Happy Birthday, Fish Crow!By
We can’t let 2012 go without celebrating the 200th anniversary of the first scientific description of the Fish Crow.
Alexander Wilson first encountered this “roving inhabitant of our coasts, ponds, and river shores” in Georgia and Mississippi, but the formal description is of an adult male he collected at a nest “near Mr. Beasley’s, at Great Egg-Harbour,” New Jersey. Wilson’s painting of the bird, complete with eponymous prey item, serves as the type:
With his usual honesty, Wilson notes that the fishermen along the Schuylkill and the Delaware already knew the bird, “particularly remarked by his croaking voice, and his fondness for fish.” The ornithologist describes the voice of his new species as “hoarse and guttural, uttered as if something stuck in their throat, and varied into several modulations” — as good a summing up as there probably can be of the weird nasal sounds these crows emit.
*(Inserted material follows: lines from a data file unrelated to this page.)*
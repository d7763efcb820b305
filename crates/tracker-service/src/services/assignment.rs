//! Assignment service
//!
//! Grants, changes and revokes course roles. A requester only touches
//! members whose current privilege is at or below their ceiling, and only
//! hands out roles at or below it. Admins have a ceiling of 99; everyone
//! else gets their own privilege in the course minus one.

use std::collections::{HashMap, HashSet};

use tracing::{debug, info, instrument, warn};

use tracker_core::entities::{AssociationChange, Member, RosterEntry};
use tracker_core::{AccessAction, CourseId, DomainError, MemberId, Privilege, RoleId};

use crate::dto::{AssignmentSummary, CourseResponse, RoleAssignment, RoleResponse, RosterResponse};

use super::access::{AccessService, Target};
use super::context::ServiceContext;
use super::error::{ServiceError, ServiceResult};
use super::role::RoleService;

/// Assignment service
pub struct AssignmentService<'a> {
    ctx: &'a ServiceContext,
}

impl<'a> AssignmentService<'a> {
    /// Create a new AssignmentService
    pub fn new(ctx: &'a ServiceContext) -> Self {
        Self { ctx }
    }

    /// Members the requester may reassign in the course and roles they may grant
    #[instrument(skip(self))]
    pub async fn roster(&self, requester: MemberId, course_id: CourseId) -> ServiceResult<RosterResponse> {
        let member = self.authorize(requester, course_id).await?;

        let course = self
            .ctx
            .course_repo()
            .find_by_id(course_id)
            .await?
            .ok_or(DomainError::CourseNotFound(course_id))?;

        let ceiling = self.ceiling(course_id, &member).await?;
        let members = self.touchable(course_id, ceiling).await?;
        let roles = RoleService::new(self.ctx)
            .grantable_roles(ceiling)
            .await?
            .into_iter()
            .map(RoleResponse::from)
            .collect();

        Ok(RosterResponse {
            course: CourseResponse::from(course),
            ceiling,
            members,
            roles,
        })
    }

    /// Apply a batch of role assignments to one course
    ///
    /// Every entry is checked before anything is written; one entry outside
    /// the requester's ceiling rejects the whole batch.
    #[instrument(skip(self, assignments), fields(count = assignments.len()))]
    pub async fn assign(
        &self,
        requester: MemberId,
        course_id: CourseId,
        assignments: &[RoleAssignment],
    ) -> ServiceResult<AssignmentSummary> {
        let member = self.authorize(requester, course_id).await?;

        if self.ctx.course_repo().find_by_id(course_id).await?.is_none() {
            return Err(DomainError::CourseNotFound(course_id).into());
        }

        let ceiling = self.ceiling(course_id, &member).await?;
        let current: HashMap<MemberId, RoleId> = self
            .touchable(course_id, ceiling)
            .await?
            .into_iter()
            .map(|entry| (entry.member_id, entry.role_id))
            .collect();
        let grantable: HashSet<RoleId> = RoleService::new(self.ctx)
            .grantable_roles(ceiling)
            .await?
            .into_iter()
            .map(|role| role.id)
            .collect();

        let mut seen = HashSet::new();
        let mut changes = Vec::with_capacity(assignments.len());
        let mut summary = AssignmentSummary::default();

        for assignment in assignments {
            let RoleAssignment { member_id, role_id } = *assignment;
            if !seen.insert(member_id) {
                return Err(ServiceError::validation(format!(
                    "member {member_id} is assigned more than once"
                )));
            }

            let Some(&held) = current.get(&member_id) else {
                warn!(%requester, %member_id, %ceiling, "Member outside assignment ceiling");
                return Err(DomainError::NotAuthorized.into());
            };
            if !grantable.contains(&role_id) {
                warn!(%requester, %role_id, %ceiling, "Role outside assignment ceiling");
                return Err(DomainError::NotAuthorized.into());
            }

            match plan_change(held, member_id, role_id) {
                Some(change) => {
                    match change {
                        AssociationChange::Grant { .. } => summary.added += 1,
                        AssociationChange::Change { .. } => summary.updated += 1,
                        AssociationChange::Revoke { .. } => summary.removed += 1,
                    }
                    changes.push(change);
                }
                None => summary.skipped += 1,
            }
        }

        if !changes.is_empty() {
            self.ctx.association_repo().apply(course_id, &changes).await?;
        }

        info!(
            %course_id,
            %requester,
            added = summary.added,
            updated = summary.updated,
            removed = summary.removed,
            skipped = summary.skipped,
            "Course roles assigned"
        );

        Ok(summary)
    }

    /// Highest privilege the requester may touch or grant in the course
    pub async fn ceiling(&self, course_id: CourseId, requester: &Member) -> ServiceResult<Privilege> {
        if requester.is_admin {
            return Ok(Privilege::ADMIN);
        }
        let own = AccessService::new(self.ctx)
            .privilege_in(course_id, requester.id)
            .await?
            .unwrap_or(Privilege::UNASSIGNED);
        Ok(own.ceiling())
    }

    async fn authorize(&self, requester: MemberId, course_id: CourseId) -> ServiceResult<Member> {
        let access = AccessService::new(self.ctx);
        access
            .authorize(requester, AccessAction::Assign, Target::Course(course_id))
            .await?;
        access.requester(requester).await
    }

    /// Roster entries at or below the ceiling, then unassigned members
    async fn touchable(&self, course_id: CourseId, ceiling: Privilege) -> ServiceResult<Vec<RosterEntry>> {
        let (unassigned, assigned): (Vec<RosterEntry>, Vec<RosterEntry>) = self
            .ctx
            .association_repo()
            .roster(course_id)
            .await?
            .into_iter()
            .partition(RosterEntry::is_unassigned);

        let mut members: Vec<RosterEntry> = assigned
            .into_iter()
            .filter(|entry| entry.privilege <= ceiling)
            .collect();
        debug!(touchable = members.len(), unassigned = unassigned.len(), "Roster split");
        members.extend(unassigned);
        Ok(members)
    }
}

/// Decide what one assignment does to the member's current row
///
/// No row plus a real role grants it; a row plus Unassigned revokes it; a
/// row plus a different role changes it. Anything else is a no-op.
fn plan_change(held: RoleId, member_id: MemberId, role_id: RoleId) -> Option<AssociationChange> {
    match (held.is_unassigned(), role_id.is_unassigned()) {
        (true, false) => Some(AssociationChange::Grant { member_id, role_id }),
        (false, true) => Some(AssociationChange::Revoke { member_id }),
        (false, false) if held != role_id => Some(AssociationChange::Change { member_id, role_id }),
        _ => None,
    }
}
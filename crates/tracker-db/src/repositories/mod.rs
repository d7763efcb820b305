//! Repository implementations
//!
//! PostgreSQL implementations of the repository traits defined in tracker-core.
//! Each repository handles database operations for a specific domain entity.

mod association;
mod course;
mod error;
mod member;
mod role;

pub use association::PgAssociationRepository;
pub use course::PgCourseRepository;
pub use member::PgMemberRepository;
pub use role::PgRoleRepository;
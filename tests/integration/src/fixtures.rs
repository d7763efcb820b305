//! Test fixtures and data generators
//!
//! Provides reusable test data for integration tests. Names carry a unique
//! suffix so PostgreSQL runs never collide with earlier rows.

use std::sync::atomic::{AtomicU64, Ordering};

use tracker_service::{CourseInput, MemberInput};

/// Counter for unique test data
static COUNTER: AtomicU64 = AtomicU64::new(1);

/// Password every fixture member is created with
pub const PASSWORD: &str = "Secret123";

/// Get a unique suffix for test data
pub fn unique_suffix() -> u64 {
    let pid = u64::from(std::process::id());
    pid * 10_000 + COUNTER.fetch_add(1, Ordering::SeqCst)
}

/// Member input with a unique name and email
pub fn member_input(prefix: &str) -> MemberInput {
    let suffix = unique_suffix();
    MemberInput::new(
        format!("{prefix}{suffix}"),
        format!("{prefix}{suffix}@tracker.com"),
    )
    .with_password(PASSWORD)
}

/// Course input with a unique name and code
pub fn course_input(prefix: &str) -> CourseInput {
    let suffix = unique_suffix();
    CourseInput::new(format!("{prefix} {suffix}"), format!("SDEV {suffix}"))
}
//! Repository traits

mod repositories;

pub use repositories::{
    AssociationRepository, CourseRepository, MemberRepository, RepoResult, RoleRepository,
};
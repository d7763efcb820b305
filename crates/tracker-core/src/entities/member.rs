//! Member entity - represents a tracker account

use chrono::{DateTime, Utc};
use std::fmt;

use crate::error::DomainError;
use crate::validation::{validate_email, validate_member_name};
use crate::value_objects::MemberId;

/// Member entity
///
/// Only the password hash is ever held; plaintext passwords never reach this type.
#[derive(Clone, PartialEq, Eq)]
pub struct Member {
    pub id: MemberId,
    pub name: String,
    pub email: String,
    pub password_hash: String,
    pub is_admin: bool,
    pub created_at: DateTime<Utc>,
    pub updated_at: DateTime<Utc>,
}

impl Member {
    /// Check if this member is the given id
    #[inline]
    pub fn is(&self, id: MemberId) -> bool {
        self.id == id
    }

    /// Update the member name
    pub fn set_name(&mut self, name: String) {
        self.name = name;
        self.updated_at = Utc::now();
    }

    /// Update the email address
    pub fn set_email(&mut self, email: String) {
        self.email = email;
        self.updated_at = Utc::now();
    }

    /// Replace the password hash
    pub fn set_password_hash(&mut self, password_hash: String) {
        self.password_hash = password_hash;
        self.updated_at = Utc::now();
    }

    /// Grant or revoke administrator status
    pub fn set_admin(&mut self, is_admin: bool) {
        self.is_admin = is_admin;
        self.updated_at = Utc::now();
    }
}

impl fmt::Debug for Member {
    fn fmt(&self, f: &mut fmt::Formatter<'_>) -> fmt::Result {
        f.debug_struct("Member")
            .field("id", &self.id)
            .field("name", &self.name)
            .field("email", &self.email)
            .field("password_hash", &"<redacted>")
            .field("is_admin", &self.is_admin)
            .finish()
    }
}

/// A member that has passed format validation but has no id yet
#[derive(Clone, PartialEq, Eq)]
pub struct NewMember {
    pub name: String,
    pub email: String,
    pub password_hash: String,
    pub is_admin: bool,
}

impl NewMember {
    /// Create a new member record, validating name and email format
    pub fn new(
        name: impl Into<String>,
        email: impl Into<String>,
        password_hash: impl Into<String>,
        is_admin: bool,
    ) -> Result<Self, DomainError> {
        let name = name.into().trim().to_string();
        let email = email.into().trim().to_string();
        let password_hash = password_hash.into();

        validate_member_name(&name)?;
        validate_email(&email)?;
        if password_hash.is_empty() {
            return Err(DomainError::InvalidPassword);
        }

        Ok(Self {
            name,
            email,
            password_hash,
            is_admin,
        })
    }

    /// Materialize the stored member once the store has assigned an id
    pub fn into_member(self, id: MemberId, now: DateTime<Utc>) -> Member {
        Member {
            id,
            name: self.name,
            email: self.email,
            password_hash: self.password_hash,
            is_admin: self.is_admin,
            created_at: now,
            updated_at: now,
        }
    }
}

impl fmt::Debug for NewMember {
    fn fmt(&self, f: &mut fmt::Formatter<'_>) -> fmt::Result {
        f.debug_struct("NewMember")
            .field("name", &self.name)
            .field("email", &self.email)
            .field("is_admin", &self.is_admin)
            .finish_non_exhaustive()
    }
}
During his time in the south, Wilson observed something that I can’t remember ever having seen myself. In Georgia,
near the Ogechee river, I took notice of these Crows frequently perching on the backs of the cattle …. I also observed him a pretty constant attendant at the pens, where the cows were usually milked ….
Apparently the crows’ attention to livestock attracted the suspicion of southern farmers, as Wilson felt the need to intervene on the little crow’s behalf:
I would beg leave to recommend to the watchful farmers of the United States, that in their honest indignation against the common Crow, they would spare the present species, and not shower destruction, indiscriminately, on their black friends and enemies ….
Crows (but not Common Ravens, thankfully) are still hunted in New Jersey, generally not by “watchful farmers” but rather by those out for target practice and for feathers. I haven’t been able to find out how many Fish Crows are among them; shame we couldn’t have celebrated the species’ scientific “birthday” with a year’s reprieve.